» Required action
Output the data word for word. Begin at its first line and end at the line with "async fn test_filter_spaces_are_encoded()".

Records excerpted from a collection:
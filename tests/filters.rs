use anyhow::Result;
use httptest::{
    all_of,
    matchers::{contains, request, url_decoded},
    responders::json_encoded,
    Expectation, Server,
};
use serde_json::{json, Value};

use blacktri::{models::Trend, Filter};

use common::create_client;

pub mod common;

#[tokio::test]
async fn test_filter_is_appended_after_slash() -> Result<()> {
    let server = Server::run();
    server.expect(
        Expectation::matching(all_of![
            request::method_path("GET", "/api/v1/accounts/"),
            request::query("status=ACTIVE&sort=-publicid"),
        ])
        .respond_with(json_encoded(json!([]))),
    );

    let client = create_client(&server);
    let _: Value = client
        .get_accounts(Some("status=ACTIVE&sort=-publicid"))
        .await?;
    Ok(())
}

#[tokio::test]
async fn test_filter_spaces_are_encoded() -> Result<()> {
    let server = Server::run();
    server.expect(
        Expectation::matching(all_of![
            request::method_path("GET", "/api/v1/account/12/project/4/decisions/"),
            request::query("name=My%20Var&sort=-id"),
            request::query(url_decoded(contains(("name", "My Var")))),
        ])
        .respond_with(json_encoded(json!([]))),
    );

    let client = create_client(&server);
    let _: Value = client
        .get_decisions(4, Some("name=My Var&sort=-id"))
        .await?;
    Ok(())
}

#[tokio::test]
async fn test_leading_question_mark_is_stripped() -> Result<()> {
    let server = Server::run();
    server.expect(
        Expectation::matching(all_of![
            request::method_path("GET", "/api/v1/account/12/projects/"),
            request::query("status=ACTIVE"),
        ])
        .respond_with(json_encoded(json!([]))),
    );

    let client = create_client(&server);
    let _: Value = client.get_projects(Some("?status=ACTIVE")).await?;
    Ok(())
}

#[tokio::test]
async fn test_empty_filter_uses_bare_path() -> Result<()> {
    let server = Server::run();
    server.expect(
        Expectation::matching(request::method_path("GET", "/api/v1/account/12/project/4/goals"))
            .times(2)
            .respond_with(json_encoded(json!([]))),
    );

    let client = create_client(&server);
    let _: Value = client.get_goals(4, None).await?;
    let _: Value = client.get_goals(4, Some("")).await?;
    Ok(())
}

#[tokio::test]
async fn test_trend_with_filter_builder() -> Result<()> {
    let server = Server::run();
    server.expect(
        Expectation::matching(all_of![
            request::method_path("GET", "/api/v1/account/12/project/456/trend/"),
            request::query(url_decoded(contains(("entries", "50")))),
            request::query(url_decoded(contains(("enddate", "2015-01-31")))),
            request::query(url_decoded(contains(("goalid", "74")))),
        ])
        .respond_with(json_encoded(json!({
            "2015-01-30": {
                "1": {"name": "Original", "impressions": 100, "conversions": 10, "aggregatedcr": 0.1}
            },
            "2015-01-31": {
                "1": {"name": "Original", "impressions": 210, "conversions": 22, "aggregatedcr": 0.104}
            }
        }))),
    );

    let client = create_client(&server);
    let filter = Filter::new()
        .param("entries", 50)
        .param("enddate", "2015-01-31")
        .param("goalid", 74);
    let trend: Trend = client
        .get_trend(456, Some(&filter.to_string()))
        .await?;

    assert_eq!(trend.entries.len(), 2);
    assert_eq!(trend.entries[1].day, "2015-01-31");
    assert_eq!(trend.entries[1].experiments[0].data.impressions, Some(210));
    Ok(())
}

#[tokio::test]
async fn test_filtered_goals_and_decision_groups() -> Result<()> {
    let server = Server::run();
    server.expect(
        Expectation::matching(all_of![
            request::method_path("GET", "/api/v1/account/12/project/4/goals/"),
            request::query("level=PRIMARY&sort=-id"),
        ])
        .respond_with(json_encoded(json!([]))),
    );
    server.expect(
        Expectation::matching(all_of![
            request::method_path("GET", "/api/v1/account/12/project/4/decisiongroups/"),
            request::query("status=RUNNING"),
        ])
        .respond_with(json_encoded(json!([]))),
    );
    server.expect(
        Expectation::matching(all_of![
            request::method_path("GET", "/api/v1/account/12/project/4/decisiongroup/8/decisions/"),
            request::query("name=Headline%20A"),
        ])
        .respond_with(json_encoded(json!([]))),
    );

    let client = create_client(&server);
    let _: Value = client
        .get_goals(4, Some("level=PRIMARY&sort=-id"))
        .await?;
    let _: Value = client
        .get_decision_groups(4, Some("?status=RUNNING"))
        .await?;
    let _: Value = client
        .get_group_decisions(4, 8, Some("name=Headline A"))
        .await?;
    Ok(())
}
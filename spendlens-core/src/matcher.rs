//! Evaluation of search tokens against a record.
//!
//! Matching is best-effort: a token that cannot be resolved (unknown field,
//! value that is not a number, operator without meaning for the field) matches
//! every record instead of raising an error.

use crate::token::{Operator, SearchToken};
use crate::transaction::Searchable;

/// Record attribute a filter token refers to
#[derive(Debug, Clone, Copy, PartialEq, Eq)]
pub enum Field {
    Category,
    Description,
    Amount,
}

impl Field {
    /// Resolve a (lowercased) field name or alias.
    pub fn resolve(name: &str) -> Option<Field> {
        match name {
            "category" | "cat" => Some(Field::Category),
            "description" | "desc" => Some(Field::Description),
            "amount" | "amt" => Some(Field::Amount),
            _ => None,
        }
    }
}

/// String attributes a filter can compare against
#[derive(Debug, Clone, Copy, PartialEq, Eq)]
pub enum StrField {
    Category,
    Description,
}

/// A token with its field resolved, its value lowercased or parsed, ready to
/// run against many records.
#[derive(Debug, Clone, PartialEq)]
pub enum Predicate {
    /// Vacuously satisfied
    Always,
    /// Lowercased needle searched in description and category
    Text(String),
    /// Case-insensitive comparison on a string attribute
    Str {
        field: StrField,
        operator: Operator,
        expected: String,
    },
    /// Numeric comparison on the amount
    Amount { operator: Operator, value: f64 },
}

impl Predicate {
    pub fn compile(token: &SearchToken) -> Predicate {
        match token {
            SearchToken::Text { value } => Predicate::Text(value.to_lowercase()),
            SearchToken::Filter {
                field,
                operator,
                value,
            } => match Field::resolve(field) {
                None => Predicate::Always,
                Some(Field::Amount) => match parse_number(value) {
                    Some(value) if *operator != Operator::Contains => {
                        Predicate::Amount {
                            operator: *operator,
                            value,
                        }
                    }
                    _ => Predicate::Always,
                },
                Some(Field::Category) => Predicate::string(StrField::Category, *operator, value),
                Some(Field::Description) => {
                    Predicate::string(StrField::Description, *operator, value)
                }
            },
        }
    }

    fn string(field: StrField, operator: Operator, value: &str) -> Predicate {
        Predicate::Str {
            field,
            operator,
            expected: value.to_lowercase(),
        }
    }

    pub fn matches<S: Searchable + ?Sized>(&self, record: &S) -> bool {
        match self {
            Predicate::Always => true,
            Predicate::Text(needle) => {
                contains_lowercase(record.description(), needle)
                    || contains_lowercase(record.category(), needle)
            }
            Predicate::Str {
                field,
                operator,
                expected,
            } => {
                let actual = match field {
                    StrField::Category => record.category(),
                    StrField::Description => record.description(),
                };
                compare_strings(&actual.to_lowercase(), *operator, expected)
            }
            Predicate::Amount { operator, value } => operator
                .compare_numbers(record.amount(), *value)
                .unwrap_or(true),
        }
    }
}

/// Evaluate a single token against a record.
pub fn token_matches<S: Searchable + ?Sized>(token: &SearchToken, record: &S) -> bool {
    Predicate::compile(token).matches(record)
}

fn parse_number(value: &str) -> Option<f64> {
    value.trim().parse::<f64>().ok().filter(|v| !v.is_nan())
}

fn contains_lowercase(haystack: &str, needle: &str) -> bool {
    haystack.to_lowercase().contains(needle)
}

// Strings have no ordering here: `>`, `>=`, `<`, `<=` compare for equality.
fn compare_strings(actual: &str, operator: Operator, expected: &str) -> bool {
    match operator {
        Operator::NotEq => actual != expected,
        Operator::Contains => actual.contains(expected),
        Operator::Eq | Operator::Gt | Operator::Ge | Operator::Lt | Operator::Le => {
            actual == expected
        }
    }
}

» Answer for the task
filename tests/filters.rs
use anyhow::Result;
use httptest::{
    all_of,
    matchers::{contains, request, url_decoded},
    responders::json_encoded,
    Expectation, Server,
};
use serde_json::{json, Value};

use blacktri::{models::Trend, Filter};

use common::create_client;

pub mod common;

#[tokio::test]
async fn test_filter_is_appended_after_slash() -> Result<()> {
    let server = Server::run();
    server.expect(
        Expectation::matching(all_of![
            request::method_path("GET", "/api/v1/accounts/"),
            request::query("status=ACTIVE&sort=-publicid"),
        ])
        .respond_with(json_encoded(json!([]))),
    );

    let client = create_client(&server);
    let _: Value = client
        .get_accounts(Some("status=ACTIVE&sort=-publicid"))
        .await?;
    Ok(())
}

#[tokio::test]
async fn test_filter_spaces_are_encoded() -> Result<()> {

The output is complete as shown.